Antonio Muñoz Molina

Hay dos clases de invierno, y el aficionado suele disfrutar idénticamente las dos, el invierno de la grisura y la lluvia y el. de la claridad helada, que este año se han sucedido con una regularidad de prescripciones de almanaque. Las estaciones son, entre otras cosas, estados de ánimo, y las dos clases de invierno nos aluden tanto porque tal vez representan el anverso y el reverso de una cierta actitud ante las cosas.
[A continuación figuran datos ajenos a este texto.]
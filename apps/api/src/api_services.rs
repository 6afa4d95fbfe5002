mod database;
mod state_builder;

pub use database::connect_and_migrate;
pub use state_builder::build_app_state;
use std::fmt::{Display, Formatter};
use std::str::FromStr;

use serde::{Deserialize, Serialize};
use tasklane_core::{AppError, AppResult, NonEmptyString, OrganizationId, uuid_identifier};

use crate::{Permission, StoredPermission};

uuid_identifier!(
    /// Identifier of a role definition.
    RoleId
);

const ROLE_KEY_MAX_LENGTH: usize = 50;

/// Role key, unique per organization.
///
/// Lowercase ASCII letters, digits and underscores, starting with a letter.
#[derive(Debug, Clone, PartialEq, Eq, Hash, PartialOrd, Ord, Serialize, Deserialize)]
#[serde(try_from = "String", into = "String")]
pub struct RoleKey(String);

impl RoleKey {
    /// Creates a validated role key.
    pub fn new(value: impl Into<String>) -> AppResult<Self> {
        let value = value.into();
        if value.is_empty() || value.len() > ROLE_KEY_MAX_LENGTH {
            return Err(AppError::Validation(format!(
                "role key must be between 1 and {ROLE_KEY_MAX_LENGTH} characters"
            )));
        }

        if !value.starts_with(|character: char| character.is_ascii_lowercase()) {
            return Err(AppError::Validation(format!(
                "role key '{value}' must start with a lowercase letter"
            )));
        }

        if !value.chars().all(|character| {
            character.is_ascii_lowercase() || character.is_ascii_digit() || character == '_'
        }) {
            return Err(AppError::Validation(format!(
                "role key '{value}' may only contain lowercase letters, digits and underscores"
            )));
        }

        Ok(Self(value))
    }

    /// Returns the key as a string slice.
    #[must_use]
    pub fn as_str(&self) -> &str {
        self.0.as_str()
    }
}

impl TryFrom<String> for RoleKey {
    type Error = AppError;

    fn try_from(value: String) -> Result<Self, Self::Error> {
        Self::new(value)
    }
}

impl From<RoleKey> for String {
    fn from(value: RoleKey) -> Self {
        value.0
    }
}

impl Display for RoleKey {
    fn fmt(&self, formatter: &mut Formatter<'_>) -> std::fmt::Result {
        formatter.write_str(self.as_str())
    }
}

/// Monotonic authority level of a role.
#[derive(Debug, Clone, Copy, PartialEq, Eq, Hash, PartialOrd, Ord, Serialize, Deserialize)]
#[serde(try_from = "i64", into = "u16")]
pub struct RolePriority(u16);

impl RolePriority {
    /// Lowest admin-level priority.
    pub const ADMIN: Self = Self(80);
    /// Lowest owner-level priority; full, unconditional authority.
    pub const OWNER: Self = Self(100);
    /// Highest accepted priority.
    pub const MAX: Self = Self(1000);

    /// Creates a validated priority.
    pub fn new(value: i64) -> AppResult<Self> {
        if value < 0 {
            return Err(AppError::Validation(format!(
                "role priority must not be negative, got {value}"
            )));
        }

        u16::try_from(value)
            .ok()
            .filter(|value| *value <= Self::MAX.0)
            .map(Self)
            .ok_or_else(|| {
                AppError::Validation(format!(
                    "role priority must not exceed {}, got {value}",
                    Self::MAX.0
                ))
            })
    }

    pub(crate) const fn from_trusted(value: u16) -> Self {
        Self(value)
    }

    /// Returns the raw priority value.
    #[must_use]
    pub fn value(&self) -> u16 {
        self.0
    }

    /// Returns whether the priority grants admin-level escalation.
    #[must_use]
    pub fn is_admin_level(&self) -> bool {
        *self >= Self::ADMIN
    }

    /// Returns whether the priority grants owner-level authority.
    #[must_use]
    pub fn is_owner_level(&self) -> bool {
        *self >= Self::OWNER
    }
}

impl TryFrom<i64> for RolePriority {
    type Error = AppError;

    fn try_from(value: i64) -> Result<Self, Self::Error> {
        Self::new(value)
    }
}

impl From<RolePriority> for u16 {
    fn from(value: RolePriority) -> Self {
        value.0
    }
}

/// Hours of the day (UTC) during which a time-restricted grant applies.
///
/// `end_hour` is exclusive; a window with `start_hour > end_hour` wraps past
/// midnight.
#[derive(Debug, Clone, Copy, PartialEq, Eq, Hash, Serialize, Deserialize)]
pub struct HourWindow {
    start_hour: u8,
    end_hour: u8,
}

impl HourWindow {
    /// Creates a validated hour window.
    pub fn new(start_hour: u8, end_hour: u8) -> AppResult<Self> {
        if start_hour > 23 || end_hour > 24 {
            return Err(AppError::Validation(format!(
                "allowed_hours must be within 0..=24, got {start_hour}..{end_hour}"
            )));
        }
        if start_hour == end_hour {
            return Err(AppError::Validation(
                "allowed_hours must not be an empty window".to_owned(),
            ));
        }

        Ok(Self {
            start_hour,
            end_hour,
        })
    }

    /// Returns the first allowed hour.
    #[must_use]
    pub fn start_hour(&self) -> u8 {
        self.start_hour
    }

    /// Returns the first hour after the window.
    #[must_use]
    pub fn end_hour(&self) -> u8 {
        self.end_hour
    }

    /// Returns whether `hour` falls inside the window.
    #[must_use]
    pub fn contains(&self, hour: u32) -> bool {
        let start = u32::from(self.start_hour);
        let end = u32::from(self.end_hour);
        if start < end {
            (start..end).contains(&hour)
        } else {
            hour >= start || hour < end
        }
    }
}

/// Predicates narrowing a role grant to matching instances.
#[derive(Debug, Clone, Copy, Default, PartialEq, Eq, Hash, Serialize, Deserialize)]
pub struct GrantConditions {
    /// Only instances owned by the actor.
    #[serde(default)]
    pub own_only: bool,
    /// Only instances belonging to one of the actor's teams.
    #[serde(default)]
    pub team_only: bool,
    /// Only during `allowed_hours`.
    #[serde(default)]
    pub time_restricted: bool,
    /// Window used when `time_restricted` is set.
    #[serde(default)]
    pub allowed_hours: Option<HourWindow>,
}

impl GrantConditions {
    /// Returns whether no predicate is set.
    #[must_use]
    pub fn is_unconditional(&self) -> bool {
        !self.own_only && !self.team_only && !self.time_restricted
    }

    /// Validates condition combinations.
    pub fn validate(&self) -> AppResult<()> {
        if self.time_restricted && self.allowed_hours.is_none() {
            return Err(AppError::Validation(
                "time_restricted conditions require allowed_hours".to_owned(),
            ));
        }

        Ok(())
    }
}

/// Explicit id allow-lists intersected with a role grant.
#[derive(Debug, Clone, Default, PartialEq, Eq, Hash, Serialize, Deserialize)]
pub struct GrantScope {
    /// Service ids the grant is limited to.
    #[serde(default)]
    pub service_ids: Option<Vec<String>>,
}

impl GrantScope {
    /// Returns whether no restriction is set.
    #[must_use]
    pub fn is_unrestricted(&self) -> bool {
        self.service_ids.is_none()
    }

    /// Validates scope lists.
    pub fn validate(&self) -> AppResult<()> {
        match &self.service_ids {
            Some(service_ids) if service_ids.is_empty() => Err(AppError::Validation(
                "scope.service_ids must not be empty when present".to_owned(),
            )),
            Some(service_ids) if service_ids.iter().any(|id| id.trim().is_empty()) => Err(
                AppError::Validation("scope.service_ids must not contain blank ids".to_owned()),
            ),
            _ => Ok(()),
        }
    }
}

/// A permission held by a role, with optional conditions and scope.
#[derive(Debug, Clone, PartialEq, Eq, Serialize, Deserialize)]
pub struct RoleGrant {
    /// Granted permission as persisted.
    pub permission: StoredPermission,
    /// Instance predicates.
    #[serde(default)]
    pub conditions: GrantConditions,
    /// Id allow-lists.
    #[serde(default)]
    pub scope: GrantScope,
}

impl RoleGrant {
    /// Creates a validated grant for a cataloged permission.
    pub fn new(
        permission: Permission,
        conditions: GrantConditions,
        scope: GrantScope,
    ) -> AppResult<Self> {
        if !permission.is_cataloged() {
            return Err(AppError::Validation(format!(
                "permission '{permission}' is not part of the catalog"
            )));
        }
        conditions.validate()?;
        scope.validate()?;

        Ok(Self {
            permission: permission.into(),
            conditions,
            scope,
        })
    }

    /// Creates an unconditional grant.
    #[must_use]
    pub fn unconditional(permission: Permission) -> Self {
        Self {
            permission: permission.into(),
            conditions: GrantConditions::default(),
            scope: GrantScope::default(),
        }
    }
}

/// Named, prioritized bundle of grants scoped to one organization.
#[derive(Debug, Clone, PartialEq, Eq, Serialize, Deserialize)]
pub struct Role {
    /// Stable role identifier.
    pub id: RoleId,
    /// Owning organization.
    pub organization_id: OrganizationId,
    /// Key, unique per organization.
    pub key: RoleKey,
    /// Display name.
    pub name: NonEmptyString,
    /// Authority level.
    pub priority: RolePriority,
    /// System roles are seeded and immutable.
    pub is_system: bool,
    /// Whether grants may be edited.
    pub is_editable: bool,
    /// Grants held by the role, unique per permission.
    pub grants: Vec<RoleGrant>,
}

impl Role {
    /// Returns the grant for `permission`, if the role holds it.
    #[must_use]
    pub fn grant_for(&self, permission: Permission) -> Option<&RoleGrant> {
        self.grants
            .iter()
            .find(|grant| grant.permission.resolve() == Some(permission))
    }
}

/// Fixed role names stored on memberships that predate dynamic roles.
#[derive(Debug, Clone, Copy, PartialEq, Eq, Hash, Serialize, Deserialize)]
#[serde(rename_all = "snake_case")]
pub enum LegacyRole {
    /// Full authority.
    Owner,
    /// Administration without ownership.
    Admin,
    /// Regular contributor.
    Member,
    /// Read-only access.
    Viewer,
}

impl LegacyRole {
    /// Returns the stored role name.
    #[must_use]
    pub fn as_str(&self) -> &'static str {
        match self {
            Self::Owner => "owner",
            Self::Admin => "admin",
            Self::Member => "member",
            Self::Viewer => "viewer",
        }
    }

    /// Returns all legacy role names.
    #[must_use]
    pub fn all() -> &'static [Self] {
        &[Self::Owner, Self::Admin, Self::Member, Self::Viewer]
    }
}

impl FromStr for LegacyRole {
    type Err = AppError;

    fn from_str(value: &str) -> Result<Self, Self::Err> {
        Self::all()
            .iter()
            .copied()
            .find(|role| role.as_str() == value)
            .ok_or_else(|| AppError::Validation(format!("unknown legacy role '{value}'")))
    }
}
El nublado lo vuelve a uno un poco nórdico, le carga sobre los hombros el peso del cielo demasiado bajo y satisface una disposición de niebla e inexactitud que borra distancias y vuelve confuso el tránsito del tiempo.La mañana y la tarde se parecen mucho en su luz casi idéntica, y ni las personas ni las cosas tienen sombra, se convierten un poco en sombras ellas mismas, en presencias fantasmas. Dos de los momentos más estremecidos de poesía que uno puede ver en el cine se corresponden a dos escenas invernales de la película Amarcord.- un niño sale por la mañana hacia la escuela, con su cartera y su capucha, con la diligencia de los niños aventureros de los cuentos, y al cabo de unos pasos ya se ha perdido en medio de la niebla, que no le deja ver casi nada más que formas confusas de árboles, ramas negras, empapadas, sin hojas. De pronto descubre que hay algo frente a él, y lo que ve es una aparición que por un instante se le antoja sobrenatural, la cabeza de un toro, un animal también perdido que en medio de esa niebla tiene una presencia fantástica de Minotauro; entre la misma niebla, un hombre- ya muy viejo, el abuelo. de ese niño de la cartera y la capucha, también se encuentra de repente perdido, pero la niebla para él no es ya la de los misterios de la infancia, sino la del pavor y la proximidad de la muerte.

Pero Amarcord, película que uno puede ver con la misma frecuencia con que escucha sus discos preferidos, es en gran medida un calendario del paso de las estaciones, una cápsula de tiempo tan cerrada en sí misma como la ciudad de la memoria en sus interiores y en sus calles, en sus lejanías de llanura y de mar. Fellini dijo que la ciudad de esa película no tenía mucho que ver con la Rímini de la realidad, sino que era un modelo a la escala de sus recuerdos más antiguos. En ella, tras el invierno de la nieve y las nieblas, tan propicio a la introspección y a las alucinaciones, viene también el invierno helado y claro, el que resalta los colores y las formas hasta casi hacer daño a los ojos, el otro invierno en el que todo es una alternancia de sombras exactas y claridad solar, y en el que uno se acuerda de cuando las madres nos despedían, forrados de abrigos y bufandas al salir de casa, y nos daban uno de aquellos consejos que luego ya no se nos han olvidado, aunque la verdad es que tampoco sirven de gran cosa:

-Vete por la acera del sol.

Y es que la mañana, en apariencia unánime en su claridad, esconde dos mundos y dos climas contiguos, pero adversos entre sí, el de la acera del sol y la acera de la sombra, y basta cruzar la calle o doblar una esquina para pasar del uno al otro, notando entonces la tibieza vivificadora de la luz solar o la humedad y el frío insalubre que ampara una extensión de sombra.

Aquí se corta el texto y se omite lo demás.